* PROBLEM STATEMENT: Below are some records. Return exactly the lines from the one with "next render everywhere." to the one with "pub fn new(unit: DisplayUnit)", and nothing else.

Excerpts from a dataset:
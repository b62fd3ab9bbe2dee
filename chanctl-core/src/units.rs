//! Conversion between satoshi amounts and the selected display denomination.

use core::fmt;
use std::str::FromStr;
use std::sync::Mutex;

use log::*;

use crate::error::Error;

const SATS_PER_BTC: u64 = 100_000_000;

/// Display denomination, cycled by [`UnitConverter::change_unit`]
#[derive(Clone, Copy, Debug, PartialEq, Eq)]
pub enum DisplayUnit {
    Sats,
    Btc,
    Fiat,
}

impl DisplayUnit {
    /// Cycle order
    pub const ALL: [DisplayUnit; 3] = [DisplayUnit::Sats, DisplayUnit::Btc, DisplayUnit::Fiat];

    /// The next unit, wrapping around
    pub fn next(self) -> DisplayUnit {
        match self {
            DisplayUnit::Sats => DisplayUnit::Btc,
            DisplayUnit::Btc => DisplayUnit::Fiat,
            DisplayUnit::Fiat => DisplayUnit::Sats,
        }
    }

    pub fn name(&self) -> &'static str {
        match self {
            DisplayUnit::Sats => "sats",
            DisplayUnit::Btc => "btc",
            DisplayUnit::Fiat => "fiat",
        }
    }
}

impl fmt::Display for DisplayUnit {
    fn fmt(&self, f: &mut fmt::Formatter) -> fmt::Result {
        f.write_str(self.name())
    }
}

impl FromStr for DisplayUnit {
    type Err = String;

    fn from_str(s: &str) -> Result<Self, Self::Err> {
        match s.to_ascii_lowercase().as_str() {
            "sats" | "sat" => Ok(DisplayUnit::Sats),
            "btc" => Ok(DisplayUnit::Btc),
            "fiat" => Ok(DisplayUnit::Fiat),
            _ => Err(format!("unknown unit {:?}, expected one of sats, btc, fiat", s)),
        }
    }
}

/// Price of one bitcoin in some fiat currency
#[derive(Clone, Debug, PartialEq)]
pub struct FiatRate {
    /// Currency code, e.g. USD
    pub code: String,
    /// Prefix used when rendering, e.g. $
    pub symbol: String,
    pub btc_price: f64,
}

struct State {
    unit: DisplayUnit,
    fiat: Option<FiatRate>,
}

/// Renders satoshi amounts in the currently selected unit.
///
/// One converter is shared (via `Arc`) by every call site that renders an amount,
/// so a unit change shows up on the next render everywhere.
pub struct UnitConverter {
    state: Mutex<State>,
}

impl Default for UnitConverter {
    fn default() -> Self {
        Self::new(DisplayUnit::Sats)
    }
}

impl UnitConverter {
    pub fn new(unit: DisplayUnit) -> Self {
        UnitConverter { state: Mutex::new(State { unit, fiat: None }) }
    }

    pub fn with_fiat_rate(unit: DisplayUnit, rate: FiatRate) -> Self {
        UnitConverter { state: Mutex::new(State { unit, fiat: Some(rate) }) }
    }

    pub fn unit(&self) -> DisplayUnit {
        self.state.lock().unwrap().unit
    }

    pub fn set_unit(&self, unit: DisplayUnit) {
        self.state.lock().unwrap().unit = unit;
    }

    /// Advance to the next display unit and return it
    pub fn change_unit(&self) -> DisplayUnit {
        let mut state = self.state.lock().unwrap();
        state.unit = state.unit.next();
        debug!("display unit is now {}", state.unit);
        state.unit
    }

    pub fn set_fiat_rate(&self, rate: Option<FiatRate>) {
        self.state.lock().unwrap().fiat = rate;
    }

    pub fn fiat_rate(&self) -> Option<FiatRate> {
        self.state.lock().unwrap().fiat.clone()
    }

    /// Render an amount that may be absent.
    ///
    /// Absent and negative amounts render as zero in the current unit.
    pub fn get_amount(&self, value: Option<i64>) -> String {
        let sats = value.and_then(|v| u64::try_from(v).ok()).unwrap_or(0);
        self.format_sats(sats)
    }

    /// Render a satoshi amount in the current unit
    pub fn format_sats(&self, sats: u64) -> String {
        let state = self.state.lock().unwrap();
        match (state.unit, state.fiat.as_ref()) {
            (DisplayUnit::Sats, _) | (DisplayUnit::Fiat, None) =>
                format!("{} sats", group_thousands(sats as u128)),
            (DisplayUnit::Btc, _) => format_btc(sats),
            (DisplayUnit::Fiat, Some(rate)) => format_fiat(sats, rate),
        }
    }

    /// Convert user input, typed in the current unit, to satoshis
    pub fn to_base_units(&self, input: &str) -> Result<u64, Error> {
        let state = self.state.lock().unwrap();
        let cleaned: String =
            input.trim().chars().filter(|c| *c != ',' && *c != '_' && *c != ' ').collect();
        match state.unit {
            DisplayUnit::Sats => parse_sats(cleaned.trim_end_matches("sats")),
            DisplayUnit::Btc => parse_btc(cleaned.trim_start_matches('₿')),
            DisplayUnit::Fiat => {
                let rate = state
                    .fiat
                    .as_ref()
                    .ok_or_else(|| Error::InvalidAmount("no fiat rate available".to_string()))?;
                parse_fiat(cleaned.trim_start_matches(rate.symbol.as_str()), rate)
            }
        }
    }
}

fn group_thousands(value: u128) -> String {
    let digits = value.to_string();
    let mut out = String::with_capacity(digits.len() + digits.len() / 3);
    for (i, c) in digits.chars().enumerate() {
        if i > 0 && (digits.len() - i) % 3 == 0 {
            out.push(',');
        }
        out.push(c);
    }
    out
}

fn format_btc(sats: u64) -> String {
    let whole = sats / SATS_PER_BTC;
    let frac = sats % SATS_PER_BTC;
    if frac == 0 {
        return format!("₿{}", group_thousands(whole as u128));
    }
    let frac = format!("{:08}", frac);
    format!("₿{}.{}", group_thousands(whole as u128), frac.trim_end_matches('0'))
}

fn format_fiat(sats: u64, rate: &FiatRate) -> String {
    let value = sats as f64 * rate.btc_price / SATS_PER_BTC as f64;
    let cents = if value.is_finite() && value > 0.0 { (value * 100.0).round() as u128 } else { 0 };
    format!("{}{}.{:02}", rate.symbol, group_thousands(cents / 100), cents % 100)
}

fn parse_sats(s: &str) -> Result<u64, Error> {
    if s.is_empty() || !s.bytes().all(|b| b.is_ascii_digit()) {
        return Err(Error::InvalidAmount(format!("{:?} is not a whole number of sats", s)));
    }
    s.parse::<u64>().map_err(|_| Error::InvalidAmount(format!("{} sats is out of range", s)))
}

fn parse_btc(s: &str) -> Result<u64, Error> {
    let invalid = || Error::InvalidAmount(format!("{:?} is not a btc amount", s));
    let (whole, frac) = s.split_once('.').unwrap_or((s, ""));
    if whole.is_empty() && frac.is_empty() {
        return Err(invalid());
    }
    if !whole.bytes().all(|b| b.is_ascii_digit()) || !frac.bytes().all(|b| b.is_ascii_digit()) {
        return Err(invalid());
    }
    if frac.len() > 8 {
        return Err(Error::InvalidAmount(format!("{:?} has more than 8 decimals", s)));
    }
    let whole: u64 = if whole.is_empty() { 0 } else { whole.parse().map_err(|_| invalid())? };
    let frac: u64 =
        if frac.is_empty() { 0 } else { format!("{:0<8}", frac).parse().map_err(|_| invalid())? };
    whole.checked_mul(SATS_PER_BTC).and_then(|w| w.checked_add(frac)).ok_or_else(invalid)
}

fn parse_fiat(s: &str, rate: &FiatRate) -> Result<u64, Error> {
    let invalid = || Error::InvalidAmount(format!("{:?} is not a {} amount", s, rate.code));
    let value: f64 = s.parse().map_err(|_| invalid())?;
    if !value.is_finite() || value < 0.0 || !(rate.btc_price > 0.0) {
        return Err(invalid());
    }
    let sats = (value / rate.btc_price * SATS_PER_BTC as f64).round();
    if sats > u64::MAX as f64 {
        return Err(invalid());
    }
    Ok(sats as u64)
}

#[cfg(test)]
mod tests {
    use super::*;

    fn usd() -> FiatRate {
        FiatRate { code: "USD".to_string(), symbol: "$".to_string(), btc_price: 50_000.0 }
    }

    #[test]
    fn cycle_test() {
        let converter = UnitConverter::default();
        let start = converter.unit();
        for _ in 0..DisplayUnit::ALL.len() {
            converter.change_unit();
        }
        assert_eq!(converter.unit(), start);
        assert_eq!(converter.change_unit(), DisplayUnit::Btc);
        assert_eq!(converter.change_unit(), DisplayUnit::Fiat);
        assert_eq!(converter.change_unit(), DisplayUnit::Sats);
    }

    #[test]
    fn zero_and_absent_render_the_same_test() {
        let converter = UnitConverter::with_fiat_rate(DisplayUnit::Sats, usd());
        for _ in DisplayUnit::ALL {
            assert_eq!(converter.get_amount(Some(0)), converter.get_amount(None));
            assert_eq!(converter.get_amount(Some(-5)), converter.get_amount(None));
            converter.change_unit();
        }
        converter.set_fiat_rate(None);
        converter.set_unit(DisplayUnit::Fiat);
        assert_eq!(converter.get_amount(Some(0)), converter.get_amount(None));
    }

    #[test]
    fn format_test() {
        let converter = UnitConverter::with_fiat_rate(DisplayUnit::Sats, usd());
        assert_eq!(converter.get_amount(Some(1234567)), "1,234,567 sats");
        assert_eq!(converter.get_amount(None), "0 sats");
        assert_eq!(converter.format_sats(999), "999 sats");

        converter.set_unit(DisplayUnit::Btc);
        assert_eq!(converter.format_sats(1234), "₿0.00001234");
        assert_eq!(converter.format_sats(150_000_000), "₿1.5");
        assert_eq!(converter.format_sats(0), "₿0");

        converter.set_unit(DisplayUnit::Fiat);
        assert_eq!(converter.format_sats(100_000_000), "$50,000.00");
        assert_eq!(converter.format_sats(1), "$0.00");
        assert_eq!(converter.format_sats(2_000), "$1.00");

        converter.set_fiat_rate(None);
        assert_eq!(converter.format_sats(2_000), "2,000 sats");
    }

    #[test]
    fn to_base_units_test() {
        let converter = UnitConverter::new(DisplayUnit::Sats);
        assert_eq!(converter.to_base_units("1,000").unwrap(), 1000);
        assert_eq!(converter.to_base_units(" 42 sats").unwrap(), 42);
        assert!(converter.to_base_units("-1").is_err());
        assert!(converter.to_base_units("1.5").is_err());
        assert!(converter.to_base_units("").is_err());

        converter.set_unit(DisplayUnit::Btc);
        assert_eq!(converter.to_base_units("0.00001234").unwrap(), 1234);
        assert_eq!(converter.to_base_units("₿1.5").unwrap(), 150_000_000);
        assert_eq!(converter.to_base_units(".1").unwrap(), 10_000_000);
        assert!(converter.to_base_units("0.000000001").is_err());
        assert!(converter.to_base_units(".").is_err());

        converter.set_unit(DisplayUnit::Fiat);
        assert!(matches!(converter.to_base_units("5"), Err(Error::InvalidAmount(_))));
        converter.set_fiat_rate(Some(usd()));
        assert_eq!(converter.to_base_units("$1.00").unwrap(), 2_000);
        assert!(converter.to_base_units("-1").is_err());
    }

    #[test]
    fn parse_unit_test() {
        assert_eq!("BTC".parse::<DisplayUnit>().unwrap(), DisplayUnit::Btc);
        assert_eq!("sats".parse::<DisplayUnit>().unwrap(), DisplayUnit::Sats);
        assert!("eur".parse::<DisplayUnit>().is_err());
    }
}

* REPLY TO THE TASK:
/// so a unit change shows up on the next render everywhere.
pub struct UnitConverter {
    state: Mutex<State>,
}

impl Default for UnitConverter {
    fn default() -> Self {
        Self::new(DisplayUnit::Sats)
    }
}

impl UnitConverter {
    pub fn new(unit: DisplayUnit) -> Self {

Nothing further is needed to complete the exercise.